Mythes

Mythe 1 : Een Ragdoll kan niet springen en is een mis-bas kat, dus een kat die beneden op de grond leeft !

Ragdolls kunnen wel degelijk springen, maar sommigen zijn liever lui dan moe en proberen dan hun eigenaar zover te krijgen dat ze hen overal opzetten.

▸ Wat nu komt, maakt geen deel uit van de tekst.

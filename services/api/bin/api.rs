//! Main Entrypoint for the SciScroll API Service
//!
//! Loads configuration, builds the exploration feed with its orchestrator and
//! media sources, then serves the router until Ctrl+C.

use anyhow::Context;
use sciscroll_api::{config::Config, router::create_router, state::AppState};
use std::{net::SocketAddr, sync::Arc};
use tower_http::cors::{Any, CorsLayer};
use tracing::{error, info};

/// Listens for the `Ctrl+C` signal to gracefully shut down the server.
async fn shutdown_signal() {
    if let Err(e) = tokio::signal::ctrl_c().await {
        error!("Failed to install Ctrl+C handler: {e}");
        return;
    }
    info!("Received shutdown signal. Shutting down gracefully...");
}

#[tokio::main]
async fn main() -> anyhow::Result<()> {
    // --- 1. Load Configuration ---
    let config = Config::from_env().context("Failed to load configuration")?;

    // --- 2. Initialize Logging ---
    tracing_subscriber::fmt()
        .with_max_level(config.log_level)
        .with_timer(tracing_subscriber::fmt::time::ChronoLocal::rfc_3339())
        .init();
    info!("Configuration loaded. Initializing application state...");

    // --- 3. Build the feed pipeline ---
    let app_state = Arc::new(AppState::from_config(&config)?);

    // --- 4. Create Router and Apply Middleware ---
    let cors = CorsLayer::new()
        .allow_origin(Any)
        .allow_methods(Any)
        .allow_headers(Any);

    let app = create_router(app_state).layer(cors);

    // --- 5. Start Server ---
    info!(
        provider = ?config.provider,
        model = %config.orchestrator_model,
        bind_address = %config.bind_address,
        "Service configured. Starting server..."
    );
    let listener = tokio::net::TcpListener::bind(config.bind_address)
        .await
        .with_context(|| format!("Failed to bind {}", config.bind_address))?;

    axum::serve(
        listener,
        app.into_make_service_with_connect_info::<SocketAddr>(),
    )
    .with_graceful_shutdown(shutdown_signal())
    .await?;

    info!("Server has shut down.");
    Ok(())
}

Hier is het bewijs een foto van TICA Champion Alter Calaquendi Dolls Supernova Kira  dat Ragdolls wel degelijk kunnen springen.

 
Mythe 2 : Ragdolls zijn anti-allergisch !

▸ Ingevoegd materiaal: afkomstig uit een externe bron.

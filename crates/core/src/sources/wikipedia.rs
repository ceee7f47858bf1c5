use super::{MediaSource, WIKI_USER_AGENT, http_client};
use crate::media::{MediaKind, MediaRequest, MediaResult};
use anyhow::{Context, Result};
use async_trait::async_trait;
use serde::Deserialize;
use serde_json::Value;
use std::{collections::HashMap, time::Duration};
use tracing::debug;

const API_URL: &str = "https://en.wikipedia.org/w/api.php";

/// Lead image of an encyclopedia article. Needs no credentials.
pub struct WikipediaSource {
    http: reqwest::Client,
}

impl WikipediaSource {
    pub fn new(timeout: Duration) -> Result<Self> {
        Ok(Self {
            http: http_client(timeout, Some(WIKI_USER_AGENT))?,
        })
    }

    async fn page_image(&self, title: &str) -> Result<Option<MediaResult>> {
        let response: PageImageResponse = self
            .http
            .get(API_URL)
            .query(&[
                ("action", "query"),
                ("prop", "pageimages"),
                ("format", "json"),
                ("piprop", "original"),
                ("titles", title),
            ])
            .send()
            .await
            .context("Wikipedia page image request failed")?
            .error_for_status()?
            .json()
            .await
            .context("failed to parse Wikipedia page image response")?;
        Ok(original_image(response, title))
    }

    async fn resolve_title(&self, query: &str) -> Result<Option<String>> {
        let response: Value = self
            .http
            .get(API_URL)
            .query(&[
                ("action", "opensearch"),
                ("search", query),
                ("limit", "1"),
                ("namespace", "0"),
                ("format", "json"),
            ])
            .send()
            .await
            .context("Wikipedia open search request failed")?
            .error_for_status()?
            .json()
            .await
            .context("failed to parse Wikipedia open search response")?;
        Ok(first_search_title(&response))
    }
}

#[async_trait]
impl MediaSource for WikipediaSource {
    fn kind(&self) -> MediaKind {
        MediaKind::WikipediaImage
    }

    fn available(&self) -> bool {
        true
    }

    async fn fetch(&self, request: &MediaRequest) -> Result<Option<MediaResult>> {
        let query = request.query.trim();
        if let Some(found) = self.page_image(query).await? {
            return Ok(Some(found));
        }
        match self.resolve_title(query).await? {
            Some(title) if !title.eq_ignore_ascii_case(query) => {
                debug!(%query, %title, "Retrying Wikipedia image with resolved title");
                self.page_image(&title).await
            }
            _ => Ok(None),
        }
    }
}

#[derive(Debug, Default, Deserialize)]
struct PageImageResponse {
    #[serde(default)]
    query: PageImageQuery,
}

#[derive(Debug, Default, Deserialize)]
struct PageImageQuery {
    #[serde(default)]
    pages: HashMap<String, Page>,
}

#[derive(Debug, Deserialize)]
struct Page {
    original: Option<OriginalImage>,
}

#[derive(Debug, Deserialize)]
struct OriginalImage {
    source: String,
    width: Option<u32>,
    height: Option<u32>,
}

fn original_image(response: PageImageResponse, title: &str) -> Option<MediaResult> {
    let image = response
        .query
        .pages
        .into_values()
        .find_map(|page| page.original)?;
    Some(
        MediaResult::new(
            image.source,
            "Wikipedia",
            format!("Image from Wikipedia article: {title}"),
        )
        .with_size(image.width, image.height),
    )
}

/// Open search replies with `[query, [titles], [descriptions], [urls]]`.
fn first_search_title(response: &Value) -> Option<String> {
    response
        .get(1)?
        .as_array()?
        .first()?
        .as_str()
        .map(str::to_string)
}

#[cfg(test)]
mod tests {
    use super::*;
    use serde_json::json;

    #[test]
    fn test_original_image() {
        let response: PageImageResponse = serde_json::from_value(json!({
            "batchcomplete": "",
            "query": {"pages": {"4650": {
                "pageid": 4650,
                "title": "Black hole",
                "original": {"source": "https://upload.wikimedia.org/bh.jpg", "width": 1920, "height": 1080}
            }}}
        }))
        .unwrap();
        let result = original_image(response, "Black hole").unwrap();
        assert_eq!(result.url, "https://upload.wikimedia.org/bh.jpg");
        assert_eq!(result.source, "Wikipedia");
        assert_eq!(result.attribution, "Image from Wikipedia article: Black hole");
        assert_eq!((result.width, result.height), (Some(1920), Some(1080)));
    }

    #[test]
    fn test_missing_page_has_no_image() {
        let response: PageImageResponse = serde_json::from_value(json!({
            "query": {"pages": {"-1": {"ns": 0, "title": "Blak hol", "missing": ""}}}
        }))
        .unwrap();
        assert!(original_image(response, "Blak hol").is_none());

        let empty: PageImageResponse = serde_json::from_value(json!({})).unwrap();
        assert!(original_image(empty, "x").is_none());
    }

    #[test]
    fn test_first_search_title() {
        let hit = json!(["blak hol", ["Black hole"], [""], ["https://en.wikipedia.org/wiki/Black_hole"]]);
        assert_eq!(first_search_title(&hit).as_deref(), Some("Black hole"));
        assert_eq!(first_search_title(&json!(["zzzz", [], [], []])), None);
        assert_eq!(first_search_title(&json!({"error": "bad"})), None);
    }
}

Ragdolls kunnen bij personen die er aanleg voor hebben wel degelijk voor allergenen zorgen en zijn dus niet geschikt voor personen met een allergie voor katten.  Het komt spijtig genoeg af en toe wel voor dat mensen zich niet bewust zijn van een allergie.  Mensen met een ongekende allergie die opgroeiden met voornamelijk buitenhuis levende katten, kunnen wanneer ze een binnen huis levende kat adopteren veel last krijgen van een allergie.
 
Mythe 3 : Ragdolls voelen geen pijn !
Ragdolls voelen wel degelijk pijn en zullen wel degelijk het uitgillen van de pijn als je per ongeluk op hun poten trapt.  Ze kunnen soms wel heel veel dingen toelaten en tolereren van bijvoorbeeld kleine kinderen.  Dat maakt Ragdolls ook kwetsbaarder.
 
Mythe 4 : Ragdolls verliezen bijna geen haar !

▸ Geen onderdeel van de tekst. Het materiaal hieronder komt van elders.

use sciscroll_api::router::ApiDoc;
use utoipa::OpenApi;

/// Writes the OpenAPI document of the feed API to a file.
fn write_spec(api_doc: utoipa::openapi::OpenApi, path: &str) -> anyhow::Result<()> {
    let spec_json = api_doc.to_pretty_json()?;
    std::fs::write(path, spec_json)?;
    Ok(())
}

fn main() -> anyhow::Result<()> {
    let path = std::env::args().nth(1).unwrap_or_else(|| "openapi.json".to_string());
    write_spec(ApiDoc::openapi(), &path)?;
    println!("OpenAPI document written to {path}");
    Ok(())
}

Ragdolls zijn halflangharige katten.  Kittens verliezen geen haar tot ze hun kittenvacht omruilen voor een volwassen vacht. Eens ze ruiven, verliezen ze veel haar.  De ruiperiode kan wel aanzienlijk verkort worden door bijvoorbeeld velcote te gebruiken.
 
Mythe 5 : Ragdolls moet je niet kammen !
Bij de Ragdolls zien we verschillende vachtlengtes en diktes.  De gemakkelijkste vachtjes die weinig kambeurten vereisen zijn bij kittens herkenbaar vanaf 8 à 12 weken.  Zelfs bij hen is het belangrijk dat ze van jongs af aan gewend geraken aan een regelmatige kambeurt.  Dit voorkomt problemen op senior leeftijd.  Bij senior Ragdolls zie je af en toe een veel dikkere, langere en stuggere vacht.  Naarmate de vacht droger wordt bij het ouder worden, is de kans op klittenvorming groter. 
De boodschap hier is dus om je kitten van jongs af aan te wennen aan een regelmatige (wekelijkse) kambeurt.  Dat hoeft echt niet alle dagen, maar door bijvoorbeeld een kam of borstel een plekje geven in de buurt van de salontafel, ligt de kam of borstel altijd binnen handbereik.  Door je lieverd te verwennen met iets lekkers na de kambeurt, leren ze de kambeurt te associeren met iets positiefs.